--- EXERCISE OBJECTIVE ---
Filter the data for lines with the word "push" and copy those lines.

--- EXERCISE INPUT ---
▼▼▼

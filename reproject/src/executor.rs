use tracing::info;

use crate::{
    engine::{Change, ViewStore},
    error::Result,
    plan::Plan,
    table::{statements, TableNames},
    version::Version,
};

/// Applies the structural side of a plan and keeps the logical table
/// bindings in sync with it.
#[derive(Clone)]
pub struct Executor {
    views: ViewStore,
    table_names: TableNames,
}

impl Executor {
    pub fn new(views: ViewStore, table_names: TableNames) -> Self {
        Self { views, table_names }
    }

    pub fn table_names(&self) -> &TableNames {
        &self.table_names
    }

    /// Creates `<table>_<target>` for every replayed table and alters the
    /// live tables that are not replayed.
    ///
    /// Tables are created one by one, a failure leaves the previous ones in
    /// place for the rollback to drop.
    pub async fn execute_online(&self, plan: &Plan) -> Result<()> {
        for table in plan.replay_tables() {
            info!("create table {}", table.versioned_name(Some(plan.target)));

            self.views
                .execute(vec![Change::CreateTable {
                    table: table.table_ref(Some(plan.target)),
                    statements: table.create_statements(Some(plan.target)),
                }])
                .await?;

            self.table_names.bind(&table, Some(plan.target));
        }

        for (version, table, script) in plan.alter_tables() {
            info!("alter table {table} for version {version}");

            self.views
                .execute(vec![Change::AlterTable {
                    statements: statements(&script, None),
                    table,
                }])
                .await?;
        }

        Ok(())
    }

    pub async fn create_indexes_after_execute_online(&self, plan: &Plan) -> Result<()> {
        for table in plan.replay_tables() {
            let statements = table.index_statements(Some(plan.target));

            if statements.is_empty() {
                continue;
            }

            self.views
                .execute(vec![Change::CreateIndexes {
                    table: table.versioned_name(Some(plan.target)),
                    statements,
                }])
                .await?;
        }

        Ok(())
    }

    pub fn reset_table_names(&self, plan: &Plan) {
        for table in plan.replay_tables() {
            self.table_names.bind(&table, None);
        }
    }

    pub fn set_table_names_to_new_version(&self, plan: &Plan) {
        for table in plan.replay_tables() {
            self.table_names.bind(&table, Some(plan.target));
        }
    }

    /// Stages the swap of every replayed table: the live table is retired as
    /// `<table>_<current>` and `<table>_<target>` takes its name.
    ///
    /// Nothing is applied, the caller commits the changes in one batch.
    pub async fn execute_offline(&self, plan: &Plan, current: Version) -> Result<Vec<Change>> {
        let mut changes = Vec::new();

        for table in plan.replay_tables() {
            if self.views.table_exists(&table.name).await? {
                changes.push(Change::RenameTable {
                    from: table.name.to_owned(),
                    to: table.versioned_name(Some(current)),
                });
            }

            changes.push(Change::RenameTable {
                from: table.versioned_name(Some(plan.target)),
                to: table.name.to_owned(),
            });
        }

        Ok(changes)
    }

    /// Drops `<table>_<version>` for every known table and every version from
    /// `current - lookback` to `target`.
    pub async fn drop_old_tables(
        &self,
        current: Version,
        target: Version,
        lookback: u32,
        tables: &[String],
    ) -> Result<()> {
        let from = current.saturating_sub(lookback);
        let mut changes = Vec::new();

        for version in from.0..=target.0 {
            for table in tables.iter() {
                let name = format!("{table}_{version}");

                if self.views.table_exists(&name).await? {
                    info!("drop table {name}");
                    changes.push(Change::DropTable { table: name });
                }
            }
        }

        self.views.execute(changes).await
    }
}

▲▲▲

--- COMPLETED TASK ---
                changes.push(Change::RenameTable {
            changes.push(Change::RenameTable {
                    changes.push(Change::DropTable { table: name });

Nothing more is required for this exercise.